If your electric golf cart isn’t going as far on a full charge anymore or begins to “shutter”, this could indicate a problem with one or more of the batteries. 

How To Test Golf Cart Batteries – Four Methods

Remember: Always test fully charged batteries at room temperature.

Testing Golf Cart Batteries With A Multimeter

Testing golf cart batteries with a multimeter involves fully charging the cart’s battery rack, then using the multimeter (Setting it to 200v DC)across the posts of each individual battery. You can do this without disconnecting the batteries from each other as long as you test across one battery’s posts. On a 6-volt battery, you should have slightly over 6 volts, like 6.1 to 6.3. If you get a reading of something like 4.1, then one of the cells in this unit is bad or shorted.

Testing Golf Cart Batteries With A Hydrometer

Testing golf cart batteries with a hydrometer measures the specific gravity of each cell. These are inexpensive and can be purchased at most automotive parts stores.

Plain water is the baseline for measurement and has a gravity of 1.000. A fully charged battery will have a concentration of sulfuric acid to water of 1.280, while a discharged battery will test out at about 1.145.

Draw electrolyte into the hydrometer several times to allow the thermometer to adjust to the temperature of electrolyte and note the reading. Observe also the electrolyte color. A gray or brown coloration shows that the end of your battery life is nearing.
Hold the hydrometer vertically at eye level and take note of the reading where the scale of the float meets the electrolyte.
Check each cell in the battery and write down the results. Compare the numbers when you complete the tests. A disparity of 50 points of reading between any two cells is an indication of a problem with the cells showing the low reading.

The instructions that come packaged with your hydrometer will be more accurate for your brand and should be used when taking readings.

Testing Golf Cart Batteries With Load Testing

Testing golf cart batteries with load testing will give you more insight as to the health of your battery. By putting a dummy load on the battery, you can see how the battery performs when actually being used. The load tester hooks to the terminals of the battery and displays the voltage. By pressing a button on the tester, a resistor is brought into the circuit and puts a load on the battery. A healthy battery will only drop in the voltage by about .2 to .4 volts. More than this indicates a possibly faulty or failing battery.

Testing Golf Cart Batteries With Discharge Testing

Testing golf cart batteries with discharge testing is an expensive way to go. The equipment has an average price of $1,200. Unless you are a repair shop (I’m going to assume you aren’t or you would already know all of this) then it probably isn’t worth it to add one to your garage.

This unit is hooked up across the whole bank of batteries and will put them under a resistance load. After a few minutes, it will tell you based on the rate of decay how long your cart could run before ¾ of the charge is depleted.

How Much Does It Cost To Replace The Batteries In A Golf Cart?

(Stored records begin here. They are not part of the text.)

//! Static classification of LaTeX constructs.

/// Macros whose brace argument is prose and gets translated in place.
pub const TRANSLATABLE_MACROS: &[&str] = &[
    "title",
    "author",
    "abstract",
    "chapter",
    "section",
    "subsection",
    "subsubsection",
    "paragraph",
    "subparagraph",
    "caption",
    "footnote",
    "textbf",
    "textit",
    "emph",
    "underline",
];

/// Macros kept verbatim with all their arguments, paired with the number of mandatory
/// brace arguments they take. Bracketed optional arguments are consumed wherever they occur.
pub const PROTECTED_MACROS: &[(&str, usize)] = &[
    ("documentclass", 1),
    ("usepackage", 1),
    ("RequirePackage", 1),
    ("bibliographystyle", 1),
    ("bibliography", 1),
    ("addbibresource", 1),
    ("bibitem", 1),
    ("cite", 1),
    ("citep", 1),
    ("citet", 1),
    ("citealp", 1),
    ("citeauthor", 1),
    ("citeyear", 1),
    ("nocite", 1),
    ("parencite", 1),
    ("textcite", 1),
    ("autocite", 1),
    ("label", 1),
    ("ref", 1),
    ("eqref", 1),
    ("pageref", 1),
    ("autoref", 1),
    ("cref", 1),
    ("Cref", 1),
    ("nameref", 1),
    ("includegraphics", 1),
    ("graphicspath", 1),
    ("url", 1),
    ("href", 2),
    ("input", 1),
    ("include", 1),
    ("hypersetup", 1),
    ("newcommand", 2),
    ("renewcommand", 2),
    ("providecommand", 2),
    ("newenvironment", 3),
    ("renewenvironment", 3),
    ("DeclareMathOperator", 2),
    ("setlength", 2),
    ("setcounter", 2),
];

/// Environments masked whole, body included.
pub const PROTECTED_ENVS: &[&str] = &[
    "equation",
    "equation*",
    "align",
    "align*",
    "gather",
    "gather*",
    "multline",
    "multline*",
    "eqnarray",
    "eqnarray*",
    "displaymath",
    "math",
    "verbatim",
    "verbatim*",
    "Verbatim",
    "lstlisting",
    "minted",
    "comment",
    "code",
    "algorithm",
    "algorithmic",
    "figure",
    "figure*",
    "tikzpicture",
    "thebibliography",
];

/// Protected environments whose captions are still prose.
const CAPTION_CONTAINERS: &[&str] = &["figure", "figure*", "algorithm"];

/// Table environments and the number of brace arguments that precede the body.
pub const TABULAR_ENVS: &[(&str, usize)] = &[
    ("tabular", 1),
    ("tabular*", 2),
    ("tabularx", 2),
    ("tabulary", 2),
    ("longtable", 1),
];

/// Cell prefixes that mark row/column control rather than content.
pub const CELL_CONTROL_PREFIXES: &[&str] = &[r"\multicolumn", r"\multirow", r"\hline", r"\cline"];

/// Horizontal rules that may prefix a cell's content.
pub const RULE_COMMANDS: &[&str] = &[
    "hline",
    "cline",
    "toprule",
    "midrule",
    "bottomrule",
    "cmidrule",
    "specialrule",
];

pub fn is_translatable_macro(name: &str) -> bool {
    TRANSLATABLE_MACROS.contains(&name)
}

pub fn protected_macro_arity(name: &str) -> Option<usize> {
    PROTECTED_MACROS
        .iter()
        .find(|(n, _)| *n == name)
        .map(|(_, arity)| *arity)
}

pub fn is_protected_env(name: &str) -> bool {
    PROTECTED_ENVS.contains(&name)
}

/// Environments the in-place rewrite pass must not look into at all.
pub fn is_rewrite_opaque_env(name: &str) -> bool {
    is_protected_env(name) && !CAPTION_CONTAINERS.contains(&name)
}

pub fn tabular_arity(name: &str) -> Option<usize> {
    TABULAR_ENVS
        .iter()
        .find(|(n, _)| *n == name)
        .map(|(_, arity)| *arity)
}

#[cfg(test)]
mod tests {
    use super::*;

    #[test]
    fn classes_are_disjoint() {
        for m in TRANSLATABLE_MACROS {
            assert!(protected_macro_arity(m).is_none(), "{m} in both macro classes");
        }
        for (env, _) in TABULAR_ENVS {
            assert!(!is_protected_env(env), "{env} in both environment classes");
        }
    }

    #[test]
    fn figures_are_protected_but_rewritable() {
        assert!(is_protected_env("figure"));
        assert!(!is_rewrite_opaque_env("figure"));
        assert!(is_rewrite_opaque_env("equation*"));
    }
}
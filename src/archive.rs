use std::collections::HashMap;

use anyhow::{anyhow, Context};
use tracing::{info, warn};

use crate::config::{ArchiveSection, DEFAULT_EXCLUDE_EXTENSIONS, DEFAULT_EXCLUDE_FILENAMES};
use crate::latex::CompilerProfile;
use crate::package::{ZipEntry, ZipPackage};
use crate::textutil::decode_source;

/// Which archive entries are sources to translate. Bibliography databases, class and style
/// files and the configured macro files are always copied through untouched.
#[derive(Clone, Debug)]
pub struct ArchivePolicy {
    exclude_extensions: Vec<String>,
    exclude_filenames: Vec<String>,
}

impl Default for ArchivePolicy {
    fn default() -> Self {
        Self::new(DEFAULT_EXCLUDE_EXTENSIONS, DEFAULT_EXCLUDE_FILENAMES)
    }
}

impl ArchivePolicy {
    pub fn new<S: AsRef<str>>(extensions: &[S], filenames: &[S]) -> Self {
        Self {
            exclude_extensions: extensions
                .iter()
                .map(|e| e.as_ref().trim_start_matches('.').to_lowercase())
                .collect(),
            exclude_filenames: filenames.iter().map(|f| f.as_ref().to_lowercase()).collect(),
        }
    }

    pub fn from_config(section: &ArchiveSection) -> Self {
        let defaults = Self::default();
        Self {
            exclude_extensions: section
                .exclude_extensions
                .as_ref()
                .map(|v| Self::new(v, &[]).exclude_extensions)
                .unwrap_or(defaults.exclude_extensions),
            exclude_filenames: section
                .exclude_filenames
                .as_ref()
                .map(|v| Self::new(&[], v).exclude_filenames)
                .unwrap_or(defaults.exclude_filenames),
        }
    }

    pub fn is_excluded(&self, entry_name: &str) -> bool {
        let base = entry_name.rsplit('/').next().unwrap_or(entry_name).to_lowercase();
        if self.exclude_filenames.iter().any(|f| *f == base) {
            return true;
        }
        match base.rsplit_once('.') {
            Some((_, ext)) => self.exclude_extensions.iter().any(|e| e == ext),
            None => false,
        }
    }

    pub fn is_translatable(&self, entry: &ZipEntry) -> bool {
        !entry.is_dir && entry.name.to_lowercase().ends_with(".tex") && !self.is_excluded(&entry.name)
    }
}

#[derive(Clone, Debug, Default)]
pub struct ArchiveReport {
    pub translated: Vec<String>,
    /// Entries that failed and were copied through unchanged.
    pub failed: Vec<String>,
    pub copied: usize,
    /// The entry carrying `\documentclass`, with the engine it needs.
    pub main_document: Option<(String, CompilerProfile)>,
}

/// Translatable entries, narrowed to `select` when it is not empty. A selection matches an
/// entry by full archive path or by file name.
pub fn translatable_entries<'p>(
    pkg: &'p ZipPackage,
    policy: &ArchivePolicy,
    select: &[String],
) -> Vec<&'p ZipEntry> {
    pkg.entries
        .iter()
        .filter(|e| policy.is_translatable(e))
        .filter(|e| select.is_empty() || select.iter().any(|s| *s == e.name || *s == e.base_name()))
        .collect()
}

/// Runs `translate_tex(entry_name, source)` over every translatable entry and repacks the
/// archive with the results in place. An entry whose translation fails is kept as it was.
pub fn translate_archive<F>(
    pkg: &ZipPackage,
    policy: &ArchivePolicy,
    select: &[String],
    mut translate_tex: F,
) -> anyhow::Result<(Vec<u8>, ArchiveReport)>
where
    F: FnMut(&str, &str) -> anyhow::Result<String>,
{
    let targets = translatable_entries(pkg, policy, select);
    if targets.is_empty() {
        let all: Vec<&str> = pkg
            .entries
            .iter()
            .filter(|e| policy.is_translatable(e))
            .map(|e| e.name.as_str())
            .collect();
        return Err(if select.is_empty() || all.is_empty() {
            anyhow!("archive contains no translatable .tex files")
        } else {
            anyhow!(
                "selection {select:?} matches none of the archive's .tex files: {}",
                all.join(", ")
            )
        });
    }
    for s in select {
        if !targets.iter().any(|e| *s == e.name || *s == e.base_name()) {
            warn!(selection = %s, "selected file not found in archive");
        }
    }

    let mut report = ArchiveReport::default();
    let mut replacements: HashMap<String, Vec<u8>> = HashMap::new();
    for entry in &targets {
        let (source, encoding) = decode_source(&entry.data);
        if encoding != encoding_rs::UTF_8 {
            info!(entry = %entry.name, encoding = encoding.name(), "decoded legacy encoding");
        }
        if report.main_document.is_none() && source.contains(r"\documentclass") {
            report.main_document = Some((entry.name.clone(), CompilerProfile::detect(&source)));
        }
        match translate_tex(&entry.name, &source).with_context(|| format!("translate {}", entry.name)) {
            Ok(text) => {
                replacements.insert(entry.name.clone(), text.into_bytes());
                report.translated.push(entry.name.clone());
            }
            Err(e) => {
                warn!(entry = %entry.name, error = %format!("{e:#}"), "entry copied untranslated");
                report.failed.push(entry.name.clone());
            }
        }
    }
    report.copied = pkg.entries.len() - replacements.len();
    let bytes = pkg.to_bytes_with_replacements(&replacements)?;
    Ok((bytes, report))
}

#[cfg(test)]
mod tests {
    use super::*;
    use crate::package::zip_from_entries;

    fn project() -> ZipPackage {
        let bytes = zip_from_entries(&[
            ("paper/", ""),
            ("paper/main.tex", "\\documentclass{mdpi}\nHello."),
            ("paper/sections/intro.tex", "Intro."),
            ("paper/macros.tex", "\\newcommand{\\R}{x}"),
            ("paper/refs.bib", "@article{a}"),
            ("paper/mdpi.cls", "% class"),
            ("paper/fig.png", "PNG"),
        ]);
        ZipPackage::from_bytes(&bytes).unwrap()
    }

    #[test]
    fn policy_excludes_aux_files() {
        let policy = ArchivePolicy::default();
        assert!(policy.is_excluded("paper/refs.BIB"));
        assert!(policy.is_excluded("Macros.tex"));
        assert!(!policy.is_excluded("paper/main.tex"));

        let custom = ArchivePolicy::from_config(&ArchiveSection {
            exclude_extensions: None,
            exclude_filenames: Some(vec!["intro.tex".to_string()]),
        });
        assert!(custom.is_excluded("a/intro.tex"));
        assert!(!custom.is_excluded("a/macros.tex"));
        assert!(custom.is_excluded("a/style.sty"));
    }

    #[test]
    fn translates_sources_and_keeps_paths() {
        let pkg = project();
        let (bytes, report) = translate_archive(&pkg, &ArchivePolicy::default(), &[], |_, src| {
            Ok(src.replace("Hello", "Привет").replace("Intro", "Введение"))
        })
        .unwrap();
        assert_eq!(report.translated, vec!["paper/main.tex", "paper/sections/intro.tex"]);
        assert_eq!(report.copied, 5);
        let (main, profile) = report.main_document.unwrap();
        assert_eq!(main, "paper/main.tex");
        assert_eq!(profile.engine(), crate::latex::TexEngine::LuaLaTeX);

        let out = ZipPackage::from_bytes(&bytes).unwrap();
        assert_eq!(out.entries.len(), pkg.entries.len());
        assert_eq!(out.entry("paper/sections/intro.tex").unwrap().data, "Введение.".as_bytes());
        assert_eq!(out.entry("paper/macros.tex").unwrap().data, pkg.entry("paper/macros.tex").unwrap().data);
    }

    #[test]
    fn selection_and_failures() {
        let pkg = project();
        let select = vec!["intro.tex".to_string()];
        let (_, report) = translate_archive(&pkg, &ArchivePolicy::default(), &select, |_, _| {
            Err(anyhow!("boom"))
        })
        .unwrap();
        assert!(report.translated.is_empty());
        assert_eq!(report.failed, vec!["paper/sections/intro.tex"]);

        let bad = vec!["missing.tex".to_string()];
        assert!(translate_archive(&pkg, &ArchivePolicy::default(), &bad, |_, s| Ok(s.to_string())).is_err());
    }

    #[test]
    fn archive_without_sources_is_an_error() {
        let bytes = zip_from_entries(&[("refs.bib", "@a"), ("macros.tex", "x")]);
        let pkg = ZipPackage::from_bytes(&bytes).unwrap();
        let err = translate_archive(&pkg, &ArchivePolicy::default(), &[], |_, s| Ok(s.to_string()))
            .unwrap_err();
        assert!(err.to_string().contains("no translatable"));
    }
}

The cost of replacing the battery pack typically runs from $800 to $1500 depending on the number of batteries needed and the brand you go with.

What Is The Best Golf Cart Battery?

The best golf cart battery is the Trojan T-105 battery, in our opinion. They are the best-known premium battery and have nearly 100 years of manufacturing experience. Trojan Battery Company was founded in 1925 and developed the golf cart battery for the Autoette in 1952. The distinctive maroon color of the T-105 makes it easy to distinguish from its competitors.

Golf Cart Batteries and Safety

Before performing any of these tests, you need to protect yourself from acid splashing or (in the extreme) battery explosion due to gas igniting from a spark. Long sleeves, long pants, gloves, and protective eyewear are a must. I would even have a fire extinguisher handy, just in case.

There are different types of batteries used in newer-style golf carts (Absorbed Glass Mat, Lithium, Gel) that require different testing procedures. For this article, we will be testing flooded cell lead-acid batteries, commonly used in gas and electric golf carts, electric vehicles, and utility vehicles.  Other battery types require procedures different from those outlined here for lead-acid varieties.

Are Electric Golf Cart Batteries Deep-Cycle?

Yes, a deep-cycle battery is a battery that is regularly deeply discharged (using most of its charge over a period of time), therefore needing a longer period of charging. An example of a non-deep-cycle battery would be a regular car battery which would be used for a short burst of high-amperage cranking before being recharged. This uses only a small part of its capacity and the battery is recharged as the engine runs.

What is a Battery? Basics 101

What is a battery? It sounds like a dumb question, but many incorrectly assume that a golf cart battery is a storage device. In fact, a battery produces electricity through a chemical reaction.

A brief description of a lead-acid battery is a container with two dissimilar metals immersed in acid to produce a chemical reaction. This reaction produces chemical energy in the form of electrical energy.

The acid (or better known as electrolyte) in a battery is a solution of water and hydrosulphuric acid mixed to a specific gravity. Charging and discharging measurably changes the specific gravity of the electrolyte. Some of the liquid will be lost a little at a time during this process due to gassing which is why we should closely observe electrolyte levels.

Batteries of this type have separate banks with a potential of 2.1 volts per bank. How many volts is your battery? Count the number of fill caps and multiply times 2.1.

This is an illustration of a 6 volt (6.3 to be precise) lead-acid battery.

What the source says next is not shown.